### Requirement
Please tally how many lines in the entries below include the word "Boolean", giving only the number.

◇ ◇ ◇

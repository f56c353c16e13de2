//! Storage layer for keyrecord
//!
//! This crate implements the store backends:
//! - MemoryStore: FxHashMap of field-maps, sets and lists behind an RwLock,
//!   with atomic batches and blocking list pops
//! - WorkQueue: the delivery collaborator's "next item" / "record outcome"
//!   interface on top of any Store

#![warn(missing_docs)]
#![warn(clippy::all)]

pub mod memory;
pub mod queue;

pub use memory::MemoryStore;
pub use queue::{DeliveryOutcome, WorkQueue};
//! Secondary indexes
//!
//! One index per (entity type, indexed attribute). Each distinct value owns a
//! store-resident set of the ids holding that value:
//!
//! ```text
//! check::by_enabled:true  -> {id1, id3}
//! check::by_enabled:false -> {id2}
//! ```
//!
//! Values without a deterministic text form (see [`index_text`]) have no
//! entry; reads resolve to empty results and writes are skipped.

use std::collections::HashSet;
use std::sync::Arc;

use keyrecord_core::{Keyspace, Result, Store, Value};
use tracing::trace;

use crate::codec::index_text;

/// Reverse map from one attribute's values to record ids
#[derive(Clone)]
pub struct Index {
    store: Arc<dyn Store>,
    keyspace: Keyspace,
    entity: String,
    attribute: String,
}

impl Index {
    pub(crate) fn new(
        store: Arc<dyn Store>,
        keyspace: Keyspace,
        entity: &str,
        attribute: &str,
    ) -> Self {
        Self {
            store,
            keyspace,
            entity: entity.to_string(),
            attribute: attribute.to_string(),
        }
    }

    /// Indexed attribute name
    pub fn attribute(&self) -> &str {
        &self.attribute
    }

    /// Storage key of the entry for `value`, if the value has one
    pub fn key(&self, value: &Value) -> Option<String> {
        index_text(value).map(|text| self.keyspace.index_key(&self.entity, &self.attribute, &text))
    }

    /// Add `id` to the entry for `value`; returns whether it was added
    pub fn add_id(&self, value: &Value, id: &str) -> Result<bool> {
        let Some(key) = self.key(value) else {
            return Ok(false);
        };
        trace!(target: "keyrecord::index", key = %key, id, "Index add");
        Ok(self.store.set_add(&key, &[id.to_string()])? > 0)
    }

    /// Remove `id` from the entry for `value`; returns whether it was present
    pub fn delete_id(&self, value: &Value, id: &str) -> Result<bool> {
        let Some(key) = self.key(value) else {
            return Ok(false);
        };
        trace!(target: "keyrecord::index", key = %key, id, "Index delete");
        Ok(self.store.set_remove(&key, &[id.to_string()])? > 0)
    }

    /// Ids holding `value`
    pub fn ids(&self, value: &Value) -> Result<HashSet<String>> {
        match self.key(value) {
            Some(key) => self.store.set_members(&key),
            None => Ok(HashSet::new()),
        }
    }

    /// Number of ids holding `value`
    pub fn count(&self, value: &Value) -> Result<usize> {
        match self.key(value) {
            Some(key) => self.store.set_count(&key),
            None => Ok(0),
        }
    }

    /// Check whether `id` is in the entry for `value`
    pub fn contains(&self, value: &Value, id: &str) -> Result<bool> {
        match self.key(value) {
            Some(key) => self.store.set_contains(&key, id),
            None => Ok(false),
        }
    }
}

impl std::fmt::Debug for Index {
    fn fmt(&self, f: &mut std::fmt::Formatter<'_>) -> std::fmt::Result {
        f.debug_struct("Index")
            .field("entity", &self.entity)
            .field("attribute", &self.attribute)
            .finish()
    }
}
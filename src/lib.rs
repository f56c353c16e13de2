//! keyrecord - typed records over a key-value store
//!
//! keyrecord maps structured records onto a key-value store's native
//! field-map, set and list primitives. Any entity type defined through it
//! gains CRUD, lookup by id, lookup by indexed attribute, to-many
//! associations and composable equality filters.
//!
//! # Quick Start
//!
//! ```ignore
//! use keyrecord::{AttributeType, EntityType, Keyspace, MemoryStore, Registry, Value};
//! use std::sync::Arc;
//!
//! let registry = Registry::new(Arc::new(MemoryStore::new()), Keyspace::new());
//! let service = registry.define(
//!     EntityType::builder("service")
//!         .attribute("name", AttributeType::String)
//!         .attribute("status", AttributeType::Boolean)
//!         .index_by("status"),
//! )?;
//!
//! let (svc, _) = service.create(vec![
//!     ("name", Value::from("svc1")),
//!     ("status", Value::Bool(true)),
//! ])?;
//! let up = service.find_by("status", true)?;
//! ```
//!
//! # Architecture
//!
//! - `keyrecord-core`: values, attribute kinds, key layout, the `Store` trait
//!   and atomic batches, configuration
//! - `keyrecord-storage`: the in-process `MemoryStore` and the delivery
//!   `WorkQueue`
//! - `keyrecord-records`: entity types, records, indexes, associations and
//!   filters

pub use keyrecord_core::{
    AttributeType, Batch, Command, Error, KeyrecordConfig, Keyspace, Result, StorageClass, Store,
    ValidationErrors, Value, Violation, CONFIG_FILE_NAME,
};
pub use keyrecord_records::{
    AttributeSchema, Change, EntityType, EntityTypeBuilder, Filter, HasMany, Index, Record,
    Registry,
};
pub use keyrecord_storage::{DeliveryOutcome, MemoryStore, WorkQueue};
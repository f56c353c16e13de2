//! Scoped temporary store keys
//!
//! Set intersections and subset scans stage data in a store-side set. The
//! [`TempKey`] guard deletes that key when dropped, so it is released on
//! every exit path, including early `?` returns and panics.

use std::sync::Arc;

use keyrecord_core::Store;
use tracing::{trace, warn};

/// Owns a temporary key and deletes it on drop
pub struct TempKey {
    store: Arc<dyn Store>,
    key: String,
}

impl TempKey {
    /// Take ownership of `key`
    pub fn new(store: Arc<dyn Store>, key: String) -> Self {
        trace!(target: "keyrecord::filter", key = %key, "Temporary key acquired");
        Self { store, key }
    }

    /// The owned key
    pub fn key(&self) -> &str {
        &self.key
    }
}

impl Drop for TempKey {
    fn drop(&mut self) {
        if let Err(e) = self.store.delete(&self.key) {
            warn!(target: "keyrecord::filter", key = %self.key, error = %e, "Failed to delete temporary key");
        }
    }
}

impl std::fmt::Debug for TempKey {
    fn fmt(&self, f: &mut std::fmt::Formatter<'_>) -> std::fmt::Result {
        f.debug_struct("TempKey").field("key", &self.key).finish()
    }
}

#[cfg(test)]
mod tests {
    use super::*;
    use keyrecord_storage::MemoryStore;

    #[test]
    fn test_key_deleted_on_drop() {
        let store: Arc<dyn Store> = Arc::new(MemoryStore::new());
        {
            let temp = TempKey::new(Arc::clone(&store), "t::tmp:abc".to_string());
            store.set_add(temp.key(), &["1".to_string()]).unwrap();
            assert!(store.exists("t::tmp:abc").unwrap());
        }
        assert!(!store.exists("t::tmp:abc").unwrap());
    }

    #[test]
    fn test_key_deleted_on_early_return() {
        fn failing(store: &Arc<dyn Store>) -> keyrecord_core::Result<()> {
            let temp = TempKey::new(Arc::clone(store), "t::tmp:early".to_string());
            store.set_add(temp.key(), &["1".to_string()])?;
            store.list_push(temp.key(), &["x".to_string()])?;
            Ok(())
        }

        let store: Arc<dyn Store> = Arc::new(MemoryStore::new());
        assert!(failing(&store).is_err());
        assert!(!store.exists("t::tmp:early").unwrap());
    }
}
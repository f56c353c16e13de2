//! Shared fixtures for the monitoring domain suite.

#![allow(dead_code)]

use std::sync::{Arc, Once};

use keyrecord::{AttributeType, EntityType, Keyspace, MemoryStore, Record, Registry, Store};

static INIT_TRACING: Once = Once::new();

/// Route library logs to the test harness output.
pub fn init_tracing() {
    INIT_TRACING.call_once(|| {
        let _ = tracing_subscriber::fmt()
            .with_test_writer()
            .with_max_level(tracing::Level::DEBUG)
            .try_init();
    });
}

pub struct Domain {
    pub store: Arc<MemoryStore>,
    pub registry: Registry,
    pub service: Arc<EntityType>,
    pub check: Arc<EntityType>,
    pub medium: Arc<EntityType>,
    pub contact: Arc<EntityType>,
}

/// Registry with the monitoring entity types defined.
pub fn domain() -> Domain {
    init_tracing();
    let store = Arc::new(MemoryStore::new());
    let registry = Registry::new(store.clone() as Arc<dyn Store>, Keyspace::new());

    let service = registry
        .define(
            EntityType::builder("service")
                .attribute("name", AttributeType::String)
                .attribute("status", AttributeType::Boolean)
                .index_by("status"),
        )
        .unwrap();

    let check = registry
        .define(
            EntityType::builder("check")
                .attribute("name", AttributeType::String)
                .attribute("state", AttributeType::String)
                .attribute("enabled", AttributeType::Boolean)
                .attribute("last_update", AttributeType::Timestamp)
                .attribute("tags", AttributeType::Set)
                .index_by("state")
                .index_by("enabled"),
        )
        .unwrap();

    let medium = registry
        .define(
            EntityType::builder("medium")
                .attribute("transport", AttributeType::String)
                .attribute("address", AttributeType::String)
                .attribute("interval", AttributeType::Integer)
                .attribute("rollup_threshold", AttributeType::Integer)
                .index_by("transport"),
        )
        .unwrap();

    let contact = registry
        .define(
            EntityType::builder("contact")
                .attribute("first_name", AttributeType::String)
                .attribute("last_name", AttributeType::String)
                .attribute("email", AttributeType::String)
                .attribute("timezone", AttributeType::String)
                .attribute("tags", AttributeType::Set)
                .attribute("preferences", AttributeType::JsonString)
                .has_many("checks", &check)
                .has_many("media", &medium),
        )
        .unwrap();

    Domain {
        store,
        registry,
        service,
        check,
        medium,
        contact,
    }
}

/// Text value of an attribute, if set.
pub fn text(record: &Record, attribute: &str) -> Option<String> {
    record
        .get(attribute)
        .ok()
        .and_then(|v| v.as_str().map(str::to_string))
}

/// Sorted text values of one attribute across records.
pub fn texts(records: &[Record], attribute: &str) -> Vec<String> {
    let mut values: Vec<String> = records.iter().filter_map(|r| text(r, attribute)).collect();
    values.sort();
    values
}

◇ ◇ ◇

### Problem solution
3